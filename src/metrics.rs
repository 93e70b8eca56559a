//! Prometheus metrics.

use axum::{body::Body, http::Request, response::Response};
use lazy_static::lazy_static;
use prometheus::{
    self, Encoder, HistogramOpts, HistogramVec, IntCounter, IntCounterVec, Opts, Registry,
};
use tracing::Span;

lazy_static! {
    // Registry for holding metric state
    pub static ref REGISTRY: Registry = Registry::new();
    // Simple request counter
    pub static ref INCOMING_REQUESTS: IntCounterVec = IntCounterVec::new(
        Opts::new("incoming_requests", "The number of HTTP requests received"),
        &["http_method"]
    ).expect("metric can be created");
    // Request counter by status code
    pub static ref RESPONSE_CODE_COLLECTOR: IntCounterVec = IntCounterVec::new(
        Opts::new("outgoing_response", "The number of responses sent."),
        &["status_code"]
    ).expect("metric can be created");
    // Request histogram by response time
    pub static ref RESPONSE_TIME_COLLECTOR: HistogramVec = HistogramVec::new(
        HistogramOpts{
            common_opts: Opts::new("response_time", "The time taken to respond to each request"),
            buckets: prometheus::DEFAULT_BUCKETS.to_vec(),
        },
        &[],
    ).expect("metric can be created");
    // Dataset cache hits
    pub static ref DATASET_CACHE_HITS: IntCounter = IntCounter::new(
        "dataset_cache_hits", "The number of dataset requests served from the cache"
    ).expect("metric can be created");
    // Dataset cache misses
    pub static ref DATASET_CACHE_MISSES: IntCounter = IntCounter::new(
        "dataset_cache_misses", "The number of dataset requests not served from the cache"
    ).expect("metric can be created");
    // Bytes retrieved from the object store
    pub static ref BYTES_RETRIEVED: IntCounter = IntCounter::new(
        "bytes_retrieved", "The number of bytes retrieved from the object store"
    ).expect("metric can be created");
}

/// Register all metrics with the registry. Call once at startup.
pub fn register_metrics() {
    let collectors: Vec<Box<dyn prometheus::core::Collector>> = vec![
        Box::new(INCOMING_REQUESTS.clone()),
        Box::new(RESPONSE_CODE_COLLECTOR.clone()),
        Box::new(RESPONSE_TIME_COLLECTOR.clone()),
        Box::new(DATASET_CACHE_HITS.clone()),
        Box::new(DATASET_CACHE_MISSES.clone()),
        Box::new(BYTES_RETRIEVED.clone()),
    ];
    for collector in collectors {
        if let Err(err) = REGISTRY.register(collector) {
            tracing::warn!("failed to register metric: {}", err);
        }
    }
}

/// Renders the registry in the Prometheus text exposition format.
pub async fn metrics_handler() -> String {
    let encoder = prometheus::TextEncoder::new();
    let mut buffer = Vec::new();
    if let Err(err) = encoder.encode(&REGISTRY.gather(), &mut buffer) {
        tracing::error!("failed to encode metrics: {}", err);
    }
    String::from_utf8_lossy(&buffer).into_owned()
}

/// Increments the prometheus counter on all incoming requests, labelled by http method
pub fn request_counter(request: &Request<Body>, _span: &Span) {
    INCOMING_REQUESTS
        .with_label_values(&[&request.method().to_string().to_ascii_uppercase()])
        .inc();
}

/// Increment the prometheus counter on all outgoing responses, labelled by status code
pub fn record_response_metrics<B>(
    response: &Response<B>,
    latency: std::time::Duration,
    _span: &Span,
) {
    RESPONSE_CODE_COLLECTOR
        .with_label_values(&[response.status().as_str()])
        .inc();

    RESPONSE_TIME_COLLECTOR
        .with_label_values(&[])
        .observe(latency.as_secs_f64());
}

### Assigned task
All of the entries must be written out exactly as they stand.

### Solution for this exercise
filename src/metrics.rs
repository 93e70b8eca56559a
//! Prometheus metrics.

use axum::{body::Body, http::Request, response::Response};
use lazy_static::lazy_static;
use prometheus::{
    self, Encoder, HistogramOpts, HistogramVec, IntCounter, IntCounterVec, Opts, Registry,
};
use tracing::Span;

lazy_static! {
    // Registry for holding metric state
    pub static ref REGISTRY: Registry = Registry::new();
    // Simple request counter
    pub static ref INCOMING_REQUESTS: IntCounterVec = IntCounterVec::new(
        Opts::new("incoming_requests", "The number of HTTP requests received"),
        &["http_method"]
    ).expect("metric can be created");
    // Request counter by status code
    pub static ref RESPONSE_CODE_COLLECTOR: IntCounterVec = IntCounterVec::new(
        Opts::new("outgoing_response", "The number of responses sent."),
        &["status_code"]
    ).expect("metric can be created");
    // Request histogram by response time
    pub static ref RESPONSE_TIME_COLLECTOR: HistogramVec = HistogramVec::new(
        HistogramOpts{
            common_opts: Opts::new("response_time", "The time taken to respond to each request"),
            buckets: prometheus::DEFAULT_BUCKETS.to_vec(),
        },
        &[],
    ).expect("metric can be created");
    // Dataset cache hits
    pub static ref DATASET_CACHE_HITS: IntCounter = IntCounter::new(
        "dataset_cache_hits", "The number of dataset requests served from the cache"
    ).expect("metric can be created");
    // Dataset cache misses
    pub static ref DATASET_CACHE_MISSES: IntCounter = IntCounter::new(
        "dataset_cache_misses", "The number of dataset requests not served from the cache"
    ).expect("metric can be created");
    // Bytes retrieved from the object store
    pub static ref BYTES_RETRIEVED: IntCounter = IntCounter::new(
        "bytes_retrieved", "The number of bytes retrieved from the object store"
    ).expect("metric can be created");
}

/// Register all metrics with the registry. Call once at startup.
pub fn register_metrics() {
    let collectors: Vec<Box<dyn prometheus::core::Collector>> = vec![
        Box::new(INCOMING_REQUESTS.clone()),
        Box::new(RESPONSE_CODE_COLLECTOR.clone()),
        Box::new(RESPONSE_TIME_COLLECTOR.clone()),
        Box::new(DATASET_CACHE_HITS.clone()),
        Box::new(DATASET_CACHE_MISSES.clone()),
        Box::new(BYTES_RETRIEVED.clone()),
    ];
    for collector in collectors {
        if let Err(err) = REGISTRY.register(collector) {
            tracing::warn!("failed to register metric: {}", err);
        }
    }
}

/// Renders the registry in the Prometheus text exposition format.
pub async fn metrics_handler() -> String {
    let encoder = prometheus::TextEncoder::new();
    let mut buffer = Vec::new();
    if let Err(err) = encoder.encode(&REGISTRY.gather(), &mut buffer) {
        tracing::error!("failed to encode metrics: {}", err);
    }
    String::from_utf8_lossy(&buffer).into_owned()
}

/// Increments the prometheus counter on all incoming requests, labelled by http method
pub fn request_counter(request: &Request<Body>, _span: &Span) {
    INCOMING_REQUESTS
        .with_label_values(&[&request.method().to_string().to_ascii_uppercase()])
        .inc();
}

/// Increment the prometheus counter on all outgoing responses, labelled by status code
pub fn record_response_metrics<B>(
    response: &Response<B>,
    latency: std::time::Duration,
    _span: &Span,
) {
    RESPONSE_CODE_COLLECTOR
        .with_label_values(&[response.status().as_str()])
        .inc();

    RESPONSE_TIME_COLLECTOR
        .with_label_values(&[])
        .observe(latency.as_secs_f64());
}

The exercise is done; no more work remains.